Shemini5751_AddInTorah

All of us have the responsibility to add in avodah to bring Moshiach in actuality.  There is no room to rely on others — each one needs to do the avodah of “to serve my Master” by himself, and he is given the powers to do this.  How so?  By adding in Torah and Mitzvos — the revealed and the Pnimiyus, and fulfilling Mitzvos in an exemplary manner and influencing others to do the same.  Spreading Torah and Yiddishkeit and the wellsprings of Chassidus outward, the latter especially brings about “the Master comes” — this is the King Moshiach.  And all of this amidst anticipation and yearning for the Geuloh.Shemini5751_AddInTorah2

3) Kuntres 18 Nissan: Guarding the Intellectual Soul

What is easier: keeping a powerful beast like a cow or a bull locked up in it’s pen, or a bird?  Which requires “additional guarding”?

Although a bird possesses nothing of the power that the bull has, it has an additional ability that even the most powerful beast lacks — the power of flight. Thus, fences are sufficient to keep a mighty bull locked up, but a tiny bird is not properly guarded unless the walls are capped by a roof.
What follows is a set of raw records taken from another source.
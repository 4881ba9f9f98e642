//! Chat state owned by the runtime.
//!
//! DESIGN
//! ======
//! State is split by concern (`channel`, `session`, `scroll`, `history`,
//! `panels`) so
//! the runtime components depend on small focused models instead of
//! page-level globals.

pub mod channel;
pub mod history;
pub mod panels;
pub mod scroll;
pub mod session;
In Halocho this expresses itself in the laws regarding courtyards — that a large courtyard that is not covered by a roof is considered a carmelis (by Rabbinic decree, even though according to Torah it is a private domain (reshus hayochid)), but if it is covered with a roof then it remains a private domain according to Rabbinic opinion as well.
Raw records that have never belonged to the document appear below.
//! Poll loop: request bookkeeping and response interpretation.
//!
//! The loop never touches timers or the network itself. The runtime asks it
//! for the next [`FetchRequest`] and hands back the result; the browser
//! driver does the I/O.

#[cfg(test)]
#[path = "poll_test.rs"]
mod poll_test;

use std::collections::HashSet;
use std::time::Duration;

use crate::error::ChatError;
use crate::net::types::{ChatMessage, FetchRequest, FetchResponse, ResponseStatus, server_error_text};
use crate::state::channel::Channel;
use crate::state::session::ChatSession;

#[derive(Clone, Copy, Debug, Default, PartialEq, Eq)]
pub enum PollStatus {
    #[default]
    Active,
    Stopped,
}

/// Result of applying one fetch response.
#[derive(Clone, Debug, PartialEq, Eq)]
pub enum FetchOutcome {
    /// New messages for `channel`; its cursor has already been advanced.
    Messages { channel: Channel, messages: Vec<ChatMessage> },
    /// Nothing new.
    Empty,
    /// Server answered with a non-`ok` status. The regular tick retries.
    ServerError(String),
    /// Transport failure; fetch again once after the delay.
    RetryAfter(Duration),
    /// Transport failure after the loop was stopped; nothing is scheduled.
    Dropped,
}

#[derive(Clone, Debug)]
pub struct PollLoop {
    status: PollStatus,
    interval: Duration,
    retry_delay: Duration,
    in_flight: HashSet<Channel>,
}

impl PollLoop {
    pub fn new(interval: Duration, retry_delay: Duration) -> Self {
        Self { status: PollStatus::Active, interval, retry_delay, in_flight: HashSet::new() }
    }

    pub fn status(&self) -> PollStatus {
        self.status
    }

    pub fn is_active(&self) -> bool {
        self.status == PollStatus::Active
    }

    pub fn interval(&self) -> Duration {
        self.interval
    }

    pub fn is_in_flight(&self, channel: Channel) -> bool {
        self.in_flight.contains(&channel)
    }

    /// Mark the loop active and return the period for the repeating timer.
    pub fn start(&mut self) -> Duration {
        self.status = PollStatus::Active;
        self.interval
    }

    pub fn stop(&mut self) {
        self.status = PollStatus::Stopped;
    }

    /// Build the next request for the current channel.
    ///
    /// Returns `None` when the loop is stopped or that channel already has a
    /// request outstanding; the outstanding one will deliver its messages.
    pub fn begin_fetch(&mut self, session: &ChatSession) -> Option<FetchRequest> {
        if !self.is_active() {
            return None;
        }
        let channel = session.current;
        if !self.in_flight.insert(channel) {
            log::debug!("fetch for {channel} already in flight; skipping");
            return None;
        }
        Some(FetchRequest { channel, last_id: session.cursors.get(channel) })
    }

    /// Apply the result of a request issued by [`Self::begin_fetch`].
    ///
    /// Only transport-class errors ([`ChatError::is_transport`]) earn the
    /// delayed retry; anything else is logged and left to the next tick.
    /// Results are applied even after [`Self::stop`]; only the retry is
    /// suppressed then.
    pub fn complete_fetch(
        &mut self,
        session: &mut ChatSession,
        request: FetchRequest,
        result: Result<FetchResponse, ChatError>,
    ) -> FetchOutcome {
        self.in_flight.remove(&request.channel);

        let response = match result {
            Ok(response) => response,
            Err(err) if err.is_transport() => {
                log::error!("failed to fetch {} messages: {err}", request.channel);
                if self.is_active() {
                    return FetchOutcome::RetryAfter(self.retry_delay);
                }
                return FetchOutcome::Dropped;
            }
            Err(err) => return server_error(request.channel, err),
        };

        if response.status != ResponseStatus::Ok {
            let error = server_error_text(response.error.as_deref());
            return server_error(request.channel, ChatError::Server(error));
        }

        let messages = response.messages.unwrap_or_default();
        if messages.is_empty() {
            return FetchOutcome::Empty;
        }

        let Some(last_id) = response.last_id else {
            let err = ChatError::Server("response carried messages without last_id".to_owned());
            return server_error(request.channel, err);
        };
        session.cursors.advance(request.channel, last_id);

        FetchOutcome::Messages { channel: request.channel, messages }
    }
}

fn server_error(channel: Channel, err: ChatError) -> FetchOutcome {
    log::error!("server error fetching {channel} messages: {err}");
    match err {
        ChatError::Server(text) => FetchOutcome::ServerError(text),
        other => FetchOutcome::ServerError(other.to_string()),
    }
}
The maamor printed for 18 Nissan, 5751 (anniversary of the Rebbe’s Bris Mila)  explains this in terms of our Divine service: the animal for which fences are sufficient is our animal soul; the bird that requires a roof is our Intellectual Soul (Nefesh Hasichlis).  The animal soul, while powerful, has four legs on the ground and looks down — it’s only attraction and interest is gashmiyus.  It is enough to build fences to pen it in.  But the Nefesh Hasichlis, while it is a human intellect which relates to worldly things, possesses an inclination to “fly away” to contemplate things which are of a higher nature. Thus it needs a roof as well.

What is this roof?

In our Divine service, the “roof” is the wonderment (הפלאה) we feel when contemplating and realizing that the lofty things we are studying (and through study, grasping) are in fact beyond our grasp because they are G-dliness. G-dliness is without bounds, but whatever we understand with our human intellect (the Nefesh Hasichlis) is limited, and thus or understanding is not the “real thing”.  Keeping this in mind puts a “roof” of self-nullification (bittul) on our intellectual efforts so they don’t get carried away with themselves and “fly off” from the realm of the Oneness of Hashem (reshus hayochid) and enter the realm of self-importance and pride (ישות וגאווה).
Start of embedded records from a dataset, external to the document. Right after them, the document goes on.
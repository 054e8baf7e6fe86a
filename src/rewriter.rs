//! Notebook rewriting pipeline.
//!
//! Load -> parse cells -> rewrite headings -> place the table of contents ->
//! emit. Cells are processed strictly in document order because anchor
//! suffixes and TOC nesting depend on it. The input [`Notebook`] is never
//! modified; a new one is built from its cells.

use std::collections::HashSet;
use std::path::{Path, PathBuf};

use serde_json::Value;

use crate::anchor::AnchorGenerator;
use crate::core::{RewriteError, RewriteReport};
use crate::notebook::{self, Cell, Notebook};
use crate::palette::{DEFAULT_COLOR, Palette};
use crate::parser::MAX_HEADING_LEVEL;
use crate::rewrite::rewrite_markdown_source;
use crate::toc::{self, DEFAULT_TOC_TITLE, TocEntry};

/// Default suffix for the derived output file name
pub const DEFAULT_OUTPUT_SUFFIX: &str = "chulo";

/// Cell id given to a new table of contents in notebooks that use ids
const TOC_CELL_ID: &str = "table-of-contents";

/// Everything a rewrite needs; passed explicitly, never global
#[derive(Debug, Clone, PartialEq)]
pub struct RewriteOptions {
    /// Heading colors by level, first entry for level 1
    pub colors: Vec<String>,
    /// Color for every heading when `colors` is empty
    pub default_color: String,
    /// Write the result next to the input
    pub save: bool,
    /// Deepest heading level that is recognised (clamped to 1..=6)
    pub max_heading_level: u8,
    /// Prepended to every generated anchor
    pub anchor_prefix: String,
    /// Output file is `<stem>-<suffix>.<ext>`
    pub output_suffix: String,
    pub toc_title: String,
    /// Where a new table of contents goes when none exists yet
    pub toc_position: usize,
}

impl Default for RewriteOptions {
    fn default() -> Self {
        Self {
            colors: Vec::new(),
            default_color: DEFAULT_COLOR.to_string(),
            save: true,
            max_heading_level: MAX_HEADING_LEVEL,
            anchor_prefix: String::new(),
            output_suffix: DEFAULT_OUTPUT_SUFFIX.to_string(),
            toc_title: DEFAULT_TOC_TITLE.to_string(),
            toc_position: 1,
        }
    }
}

impl RewriteOptions {
    pub fn palette(&self) -> Palette {
        Palette::new(self.colors.clone(), self.default_color.clone())
    }
}

/// A successful run
#[derive(Debug, Clone)]
pub struct RewriteOutcome {
    pub notebook: Notebook,
    pub report: RewriteReport,
    /// Set when the result was written to disk
    pub output_path: Option<PathBuf>,
}

/// Drives the per-cell rewrite and assembles the output notebook
#[derive(Debug, Clone, Default)]
pub struct NotebookRewriter {
    options: RewriteOptions,
}

impl NotebookRewriter {
    pub fn new(options: RewriteOptions) -> Self {
        Self { options }
    }

    /// Load, rewrite and (if `save` is set) write a notebook file
    ///
    /// Fatal errors surface before anything is written.
    pub fn rewrite_file(&self, path: &Path) -> Result<RewriteOutcome, RewriteError> {
        let notebook = notebook::load_notebook(path)?;
        log::info!(
            "Loaded {} ({} cells)",
            path.display(),
            notebook.len()
        );

        let (rewritten, report) = self.rewrite_notebook(&notebook);

        let output_path = if self.options.save {
            let output = notebook::derive_output_path(path, &self.options.output_suffix);
            notebook::save_notebook(&rewritten, &output, path)?;
            Some(output)
        } else {
            None
        };

        Ok(RewriteOutcome {
            notebook: rewritten,
            report,
            output_path,
        })
    }

    /// Rewrite an in-memory notebook
    pub fn rewrite_notebook(&self, notebook: &Notebook) -> (Notebook, RewriteReport) {
        let palette = self.options.palette();
        let mut report = RewriteReport::new();
        if palette.is_empty() {
            report.add_info(
                None,
                format!(
                    "palette is empty; using default color {}",
                    palette.default_color()
                ),
            );
        }

        let mut anchors = AnchorGenerator::new(self.options.anchor_prefix.clone());
        let mut entries: Vec<TocEntry> = Vec::new();
        let mut cells: Vec<Value> = Vec::with_capacity(notebook.len() + 1);
        let mut existing_toc: Option<(usize, Cell)> = None;

        for (index, value) in notebook.cells().iter().enumerate() {
            let cell = match Cell::from_value(value) {
                Ok(cell) => cell,
                Err(e) => {
                    report.add_warning(Some(index), format!("{}; left unchanged", e));
                    cells.push(value.clone());
                    continue;
                }
            };

            if !cell.is_markdown() {
                cells.push(value.clone());
                continue;
            }

            if toc::is_toc_source(&cell.source) {
                if existing_toc.is_none() {
                    existing_toc = Some((cells.len(), cell));
                    cells.push(value.clone());
                } else {
                    report.add_warning(
                        Some(index),
                        "dropped duplicate table of contents".to_string(),
                    );
                }
                continue;
            }

            let rewrite = rewrite_markdown_source(
                &cell.source,
                self.options.max_heading_level,
                &mut anchors,
                &palette,
            );
            entries.extend(rewrite.headings.iter().map(TocEntry::from));

            if rewrite.changed(&cell.source) {
                let mut cell = cell;
                cell.source = rewrite.source;
                cells.push(cell.to_value());
            } else {
                cells.push(value.clone());
            }
        }

        if entries.is_empty() {
            report.add_info(
                None,
                "no headings found; table of contents holds a placeholder".to_string(),
            );
        }
        report.headings = entries.len();

        let toc_source = toc::build_toc_source(&entries, &self.options.toc_title);
        match existing_toc {
            Some((position, mut cell)) => {
                cell.source = toc_source;
                cells[position] = cell.to_value();
                report.toc_index = position;
                report.toc_replaced = true;
            }
            None => {
                let id = notebook
                    .uses_cell_ids()
                    .then(|| unique_cell_id(notebook.cells(), TOC_CELL_ID));
                let position = self.options.toc_position.min(cells.len());
                cells.insert(position, Cell::markdown(toc_source, id).to_value());
                report.toc_index = position;
            }
        }

        log::info!(
            "Rewrote {} headings; table of contents at cell {}",
            report.headings,
            report.toc_index
        );

        (notebook.with_cells(cells), report)
    }
}

/// `base`, or `base-1`, `base-2`, ... if another cell already has that id
fn unique_cell_id(cells: &[Value], base: &str) -> String {
    let taken: HashSet<&str> = cells
        .iter()
        .filter_map(|cell| cell.get("id").and_then(Value::as_str))
        .collect();

    if !taken.contains(base) {
        return base.to_string();
    }

    (1..)
        .map(|n| format!("{}-{}", base, n))
        .find(|candidate| !taken.contains(candidate.as_str()))
        .unwrap_or_else(|| base.to_string())
}

#[cfg(test)]
mod tests {
    use super::*;
    use crate::core::Severity;
    use serde_json::json;

    fn md(source: &str) -> Value {
        json!({"cell_type": "markdown", "metadata": {}, "source": source})
    }

    fn code(source: &str) -> Value {
        json!({"cell_type": "code", "metadata": {}, "outputs": [], "source": source})
    }

    fn rewriter(colors: &[&str]) -> NotebookRewriter {
        NotebookRewriter::new(RewriteOptions {
            colors: colors.iter().map(|c| c.to_string()).collect(),
            save: false,
            ..RewriteOptions::default()
        })
    }

    fn source_of(value: &Value) -> String {
        Cell::from_value(value).unwrap().source
    }

    #[test]
    fn test_toc_inserted_after_first_cell() {
        let notebook =
            Notebook::from_value(json!({"cells": [md("# A"), code("x = 1"), md("## B")]})).unwrap();
        let (out, report) = rewriter(&["red"]).rewrite_notebook(&notebook);

        assert_eq!(out.len(), 4);
        assert_eq!(report.toc_index, 1);
        assert!(!report.toc_replaced);
        assert!(toc::is_toc_source(&source_of(&out.cells()[1])));
        assert_eq!(out.cells()[2], code("x = 1"));
    }

    #[test]
    fn test_existing_toc_replaced_in_place() {
        let stale = format!("{}\n# Table of Contents\n\n- [Old](#old)", toc::TOC_SENTINEL);
        let notebook = Notebook::from_value(json!({
            "cells": [md("intro"), code("x"), md(&stale), md("# New")]
        }))
        .unwrap();
        let (out, report) = rewriter(&[]).rewrite_notebook(&notebook);

        assert_eq!(out.len(), 4);
        assert!(report.toc_replaced);
        assert_eq!(report.toc_index, 2);
        let toc_text = source_of(&out.cells()[2]);
        assert!(toc_text.contains("- [New](#new)"));
        assert!(!toc_text.contains("Old"));
    }

    #[test]
    fn test_duplicate_toc_cells_are_dropped() {
        let stale = format!("{}\n# Table of Contents", toc::TOC_SENTINEL);
        let notebook =
            Notebook::from_value(json!({"cells": [md(&stale), md("# A"), md(&stale)]})).unwrap();
        let (out, report) = rewriter(&[]).rewrite_notebook(&notebook);

        assert_eq!(out.len(), 2);
        assert_eq!(report.warnings().count(), 1);
    }

    #[test]
    fn test_malformed_cell_is_left_verbatim() {
        let broken = json!({"cell_type": "markdown", "source": 42});
        let notebook =
            Notebook::from_value(json!({"cells": [md("# A"), broken.clone(), md("# B")]})).unwrap();
        let (out, report) = rewriter(&["red"]).rewrite_notebook(&notebook);

        assert_eq!(out.cells()[2], broken);
        assert_eq!(report.headings, 2);
        let warning = report.warnings().next().unwrap();
        assert_eq!(warning.cell, Some(1));
        assert_eq!(warning.severity, Severity::Warning);
    }

    #[test]
    fn test_input_is_not_mutated() {
        let notebook = Notebook::from_value(json!({"cells": [md("# A")]})).unwrap();
        let before = notebook.clone();
        let _ = rewriter(&["red"]).rewrite_notebook(&notebook);

        assert_eq!(notebook, before);
    }

    #[test]
    fn test_empty_notebook_gets_toc_at_start() {
        let notebook = Notebook::from_value(json!({"cells": []})).unwrap();
        let (out, report) = rewriter(&[]).rewrite_notebook(&notebook);

        assert_eq!(out.len(), 1);
        assert_eq!(report.toc_index, 0);
        assert!(source_of(&out.cells()[0]).contains(toc::NO_HEADINGS_PLACEHOLDER));
    }

    #[test]
    fn test_toc_cell_id_only_with_ids() {
        let with_ids = Notebook::from_value(json!({"cells": [
            {"cell_type": "markdown", "id": "table-of-contents", "metadata": {}, "source": "# A"}
        ]}))
        .unwrap();
        let (out, _) = rewriter(&[]).rewrite_notebook(&with_ids);
        assert_eq!(out.cells()[1]["id"], json!("table-of-contents-1"));

        let without = Notebook::from_value(json!({"cells": [md("# A")]})).unwrap();
        let (out, _) = rewriter(&[]).rewrite_notebook(&without);
        assert!(out.cells()[1].get("id").is_none());
    }

    #[test]
    fn test_unchanged_cells_keep_their_value() {
        let plain = json!({"cell_type": "markdown", "metadata": {"x": 1}, "source": ["no\n", "heading"]});
        let notebook = Notebook::from_value(json!({"cells": [plain.clone()]})).unwrap();
        let (out, _) = rewriter(&[]).rewrite_notebook(&notebook);

        assert_eq!(out.cells()[0], plain);
    }
}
How does this relate to our Sichos of 5751-52?

The avodah of Chassidim since the revelation of Chasidus was primarily in the realm of emotional attributes (midos) — battling and striving to transform the animal soul. Learning Chassidus was a major component of this avodah, but the revelations of Chassidus kept to the boundaries of Torah and Mitzvos — Tikkun.

In the Sichos of 5751-52, when the Rebbe will demand “do all that you can to draw down the lights of Tohu (but in a way of vessels of Tikkun)”, the revelations cross the border from the Torah and Mitzvos of the time of golus (limited, but familiar to our human outlook and understanding) to the first stage of the Messianic era (ימות המשיח) and elevate us to a new (and unfamiliar) level of understanding and a new outlook.

The work of transforming the animal soul, the Rebbe informs us, is completed (and if we don’t see this, it is only because we haven’t made the proper effort to reveal it), and we begin the shift to transforming our consciousness, the realm of the Intellectual Soul.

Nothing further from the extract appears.